Pharmaceutical Compositions and Methods of Administration
[0378] In another embodiment, methods of the present invention
comprise administering a recombinant HSV protein and a
pharmaceutically acceptable carrier. The pharmaceutical
compositions containing the vaccine can be, in another embodiment,
administered to a subject by any method known to a person skilled
in the art, such as parenterally, transmucosally, transdermally,
intramuscularly, intravenously, intra-dermally, intra-nasally,
subcutaneously, intra-peritonealy, intra-ventricularly,
intra-cranially, or intra-vaginally. In another embodiment,
vaccines of the instant invention are administered via epidermal
injection, in another embodiment, intramuscular injection, in
another embodiment, subcutaneous injection, and in another
embodiment, intra-respiratory mucosal injection.

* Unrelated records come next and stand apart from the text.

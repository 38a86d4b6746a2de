//! Core types for QTN
//!
//! Gantree: L0_Foundation → CoreTypes
//!
//! Wire labels, ordered wire sets and the complex precision of a device.

use crate::error::{QtnError, QtnResult};
use serde::{Deserialize, Serialize};
use std::fmt;
use std::str::FromStr;

// ============================================================================
// Type Aliases
// ============================================================================

/// Rotation angle in radians
/// Gantree: Angle // pub type Angle = f64
pub type Angle = f64;

/// Parameter vector of an operation
pub type ParamVec = Vec<f64>;

// ============================================================================
// WireLabel
// ============================================================================

/// Hashable wire label: integers or names
/// Gantree: WireLabel // 와이어 라벨
#[derive(Debug, Clone, PartialEq, Eq, Hash, PartialOrd, Ord, Serialize, Deserialize)]
#[serde(untagged)]
pub enum WireLabel {
    /// Integer label (the usual case)
    Int(i64),
    /// Named label
    Str(String),
}

impl fmt::Display for WireLabel {
    fn fmt(&self, f: &mut fmt::Formatter<'_>) -> fmt::Result {
        match self {
            WireLabel::Int(i) => write!(f, "{}", i),
            WireLabel::Str(s) => write!(f, "'{}'", s),
        }
    }
}

macro_rules! int_wire_label {
    ($($t:ty),*) => {
        $(
            impl From<$t> for WireLabel {
                fn from(value: $t) -> Self {
                    WireLabel::Int(value as i64)
                }
            }
        )*
    };
}

int_wire_label!(i32, i64, u32, usize);

impl From<&str> for WireLabel {
    fn from(value: &str) -> Self {
        WireLabel::Str(value.to_string())
    }
}

impl From<String> for WireLabel {
    fn from(value: String) -> Self {
        WireLabel::Str(value)
    }
}

// ============================================================================
// Wires (ordered set)
// ============================================================================

/// Ordered set of wire labels
///
/// Order is insertion order and is what a backend uses for indexing.
/// Building from an iterator keeps the first occurrence of each label;
/// [`Wires::new`] rejects duplicates instead.
/// Gantree: Wires // 순서 있는 와이어 집합
#[derive(Debug, Clone, Default, PartialEq, Eq, Hash, Serialize, Deserialize)]
#[serde(try_from = "WireList", into = "WireList")]
pub struct Wires {
    labels: Vec<WireLabel>,
}

/// Serialized wire list, checked through [`Wires::new`] on the way in
#[derive(Serialize, Deserialize)]
#[serde(transparent)]
struct WireList(Vec<WireLabel>);

impl TryFrom<WireList> for Wires {
    type Error = QtnError;

    fn try_from(list: WireList) -> QtnResult<Self> {
        Wires::new(list.0)
    }
}

impl From<Wires> for WireList {
    fn from(wires: Wires) -> Self {
        WireList(wires.labels)
    }
}

impl Wires {
    // ========================================================================
    // Constructors
    // ========================================================================

    /// Create from explicit labels, rejecting duplicates
    pub fn new<I, L>(labels: I) -> QtnResult<Self>
    where
        I: IntoIterator<Item = L>,
        L: Into<WireLabel>,
    {
        let mut wires = Self::empty();
        for label in labels {
            let label = label.into();
            if wires.contains(&label) {
                return Err(QtnError::InvalidWires(format!(
                    "wire {} appears more than once",
                    label
                )));
            }
            wires.labels.push(label);
        }
        Ok(wires)
    }

    /// Empty wire set
    pub fn empty() -> Self {
        Self { labels: Vec::new() }
    }

    /// Consecutive integer wires `0..count`
    pub fn range(count: usize) -> Self {
        Self {
            labels: (0..count).map(WireLabel::from).collect(),
        }
    }

    // ========================================================================
    // Queries
    // ========================================================================

    /// Number of wires
    pub fn len(&self) -> usize {
        self.labels.len()
    }

    /// Check if there are no wires
    pub fn is_empty(&self) -> bool {
        self.labels.is_empty()
    }

    /// Iterate labels in order
    pub fn iter(&self) -> std::slice::Iter<'_, WireLabel> {
        self.labels.iter()
    }

    /// Labels as a slice
    pub fn labels(&self) -> &[WireLabel] {
        &self.labels
    }

    /// Membership test
    pub fn contains(&self, label: &WireLabel) -> bool {
        self.labels.contains(label)
    }

    /// Position of a label
    pub fn index_of(&self, label: &WireLabel) -> Option<usize> {
        self.labels.iter().position(|l| l == label)
    }

    /// Check if every wire of `other` is in `self`
    pub fn contains_all(&self, other: &Wires) -> bool {
        other.iter().all(|l| self.contains(l))
    }

    /// Wires of `self` that are not in `other`, in order
    pub fn difference(&self, other: &Wires) -> Wires {
        self.iter()
            .filter(|l| !other.contains(l))
            .cloned()
            .collect()
    }

    // ========================================================================
    // Combinators
    // ========================================================================

    /// Union preserving first-appearance order
    pub fn union(&self, other: &Wires) -> Wires {
        self.iter().chain(other.iter()).cloned().collect()
    }

    /// Union of many wire sets
    pub fn all_wires<'a>(sets: impl IntoIterator<Item = &'a Wires>) -> Wires {
        sets.into_iter().flat_map(|w| w.iter()).cloned().collect()
    }

    /// Append a label if it is not present yet
    pub fn insert(&mut self, label: WireLabel) -> bool {
        if self.contains(&label) {
            false
        } else {
            self.labels.push(label);
            true
        }
    }
}

impl FromIterator<WireLabel> for Wires {
    fn from_iter<T: IntoIterator<Item = WireLabel>>(iter: T) -> Self {
        let mut wires = Wires::empty();
        for label in iter {
            wires.insert(label);
        }
        wires
    }
}

impl<'a> IntoIterator for &'a Wires {
    type Item = &'a WireLabel;
    type IntoIter = std::slice::Iter<'a, WireLabel>;

    fn into_iter(self) -> Self::IntoIter {
        self.labels.iter()
    }
}

impl fmt::Display for Wires {
    fn fmt(&self, f: &mut fmt::Formatter<'_>) -> fmt::Result {
        let labels: Vec<String> = self.labels.iter().map(|l| l.to_string()).collect();
        write!(f, "Wires([{}])", labels.join(", "))
    }
}

macro_rules! single_wire {
    ($($t:ty),*) => {
        $(
            impl From<$t> for Wires {
                fn from(value: $t) -> Self {
                    Wires { labels: vec![WireLabel::from(value)] }
                }
            }
        )*
    };
}

single_wire!(i32, i64, u32, usize, &str, String);

impl From<WireLabel> for Wires {
    fn from(value: WireLabel) -> Self {
        Wires {
            labels: vec![value],
        }
    }
}

impl<const N: usize> From<[usize; N]> for Wires {
    fn from(value: [usize; N]) -> Self {
        value.into_iter().map(WireLabel::from).collect()
    }
}

impl From<&[usize]> for Wires {
    fn from(value: &[usize]) -> Self {
        value.iter().copied().map(WireLabel::from).collect()
    }
}

impl From<Vec<usize>> for Wires {
    fn from(value: Vec<usize>) -> Self {
        value.into_iter().map(WireLabel::from).collect()
    }
}

impl From<Vec<WireLabel>> for Wires {
    fn from(value: Vec<WireLabel>) -> Self {
        value.into_iter().collect()
    }
}

// ============================================================================
// CDtype
// ============================================================================

/// Complex precision of device results and tensors
/// Gantree: CDtype // 복소수 정밀도
#[derive(Debug, Clone, Copy, PartialEq, Eq, Hash, Serialize, Deserialize, Default)]
#[serde(rename_all = "lowercase")]
pub enum CDtype {
    /// Two 32-bit floats
    Complex64,
    /// Two 64-bit floats
    #[default]
    Complex128,
}

impl CDtype {
    /// Canonical name
    pub fn name(&self) -> &'static str {
        match self {
            CDtype::Complex64 => "complex64",
            CDtype::Complex128 => "complex128",
        }
    }

    /// Total size in bits
    pub fn bits(&self) -> u32 {
        match self {
            CDtype::Complex64 => 64,
            CDtype::Complex128 => 128,
        }
    }

    /// Round a real result to the precision of this dtype
    pub fn round(&self, value: f64) -> f64 {
        match self {
            CDtype::Complex64 => value as f32 as f64,
            CDtype::Complex128 => value,
        }
    }
}

impl FromStr for CDtype {
    type Err = QtnError;

    fn from_str(s: &str) -> Result<Self, Self::Err> {
        let name = s
            .trim()
            .trim_start_matches("numpy.")
            .trim_start_matches("np.");
        match name {
            "complex64" => Ok(CDtype::Complex64),
            "complex128" => Ok(CDtype::Complex128),
            _ => Err(QtnError::InvalidDataType(s.to_string())),
        }
    }
}

impl fmt::Display for CDtype {
    fn fmt(&self, f: &mut fmt::Formatter<'_>) -> fmt::Result {
        write!(f, "{}", self.name())
    }
}

// ============================================================================
// Tests
// ============================================================================
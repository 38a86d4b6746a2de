//! Text rendering of the initial tensor network
//!
//! Gantree: L3_Device → Draw

use crate::config::{DeviceConfig, Method};
use qtn_core::types::Wires;

const ANSI_SITE: &str = "\x1b[36m";
const ANSI_RESET: &str = "\x1b[0m";

/// Diagram options
#[derive(Debug, Clone, Default, PartialEq, Eq)]
pub struct DrawOptions {
    /// Title line (defaults to the device summary)
    pub title: Option<String>,
    /// Wrap site tags in ANSI colour codes
    pub color: bool,
}

impl DrawOptions {
    /// Default options
    pub fn new() -> Self {
        Self::default()
    }

    /// Set the title
    pub fn with_title(mut self, title: &str) -> Self {
        self.title = Some(title.to_string());
        self
    }

    /// Enable colour
    pub fn with_color(mut self, color: bool) -> Self {
        self.color = color;
        self
    }
}

/// Render the `|0…0⟩` network over `wires`
///
/// MPS sites are joined by bonds labelled with the bond limit (`χ` when
/// unbounded); exact-network sites are rendered unbonded.
pub fn render_network(config: &DeviceConfig, wires: &Wires, options: &DrawOptions) -> String {
    let title = options.title.clone().unwrap_or_else(|| {
        format!(
            "default.tensor [method={}, contract={}, c_dtype={}]",
            config.method(),
            config.contract,
            config.c_dtype
        )
    });

    if wires.is_empty() {
        return format!("{}\n(empty network)\n", title);
    }

    let sites: Vec<String> = wires
        .iter()
        .map(|w| {
            if options.color {
                format!("{}[{}]{}", ANSI_SITE, w, ANSI_RESET)
            } else {
                format!("[{}]", w)
            }
        })
        .collect();

    let body = match config.method() {
        Method::Mps => {
            let bond = match config.max_bond_dim() {
                Some(dim) => format!("─{}─", dim),
                None => "─χ─".to_string(),
            };
            sites.join(&bond)
        }
        Method::Tn => sites.join("   "),
    };

    format!("{}\n{}\n", title, body)
}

[0379] In another embodiment, of methods and compositions of the
present invention, the pharmaceutical compositions are administered
orally, and are thus formulated in a form suitable for oral
administration, i.e., as a solid or a liquid preparation. Suitable
solid oral formulations include tablets, capsules, pills, granules,
pellets and the like. Suitable liquid oral formulations include
solutions, suspensions, dispersions, emulsions, oils and the like.
In another embodiment, of the present invention, the vaccine is
formulated in a capsule. In another embodiment, compositions of the
present invention comprise a hard gelating capsule.
[0380] In another embodiment, the pharmaceutical compositions are
administered by intravenous, intra-arterial, or intra-muscular
injection of a liquid preparation. Suitable liquid formulations
include solutions, suspensions, dispersions, emulsions, oils and
the like. In another embodiment, the pharmaceutical compositions
are administered intravenously and are thus formulated in a form
suitable for intravenous administration. In another embodiment, the
pharmaceutical compositions are administered intra-arterially and
are thus formulated in a form suitable for intra-arterial
administration. In another embodiment, the pharmaceutical
compositions are administered intra-muscularly and are thus
formulated in a form suitable for intra-muscular
administration.
[0381] In another embodiment, the pharmaceutical compositions are
administered topically to body surfaces and are thus formulated in
a form suitable for topical administration. Suitable topical
formulations include gels, ointments, creams, lotions, drops and
the like.
[0382] In another embodiment, the pharmaceutical composition is
administered as a suppository, for example a rectal suppository or
a urethral suppository. In another embodiment, the pharmaceutical
composition is administered by subcutaneous implantation of a
pellet. In another embodiment, the pellet provides for controlled
release of antigen agent over a period of time.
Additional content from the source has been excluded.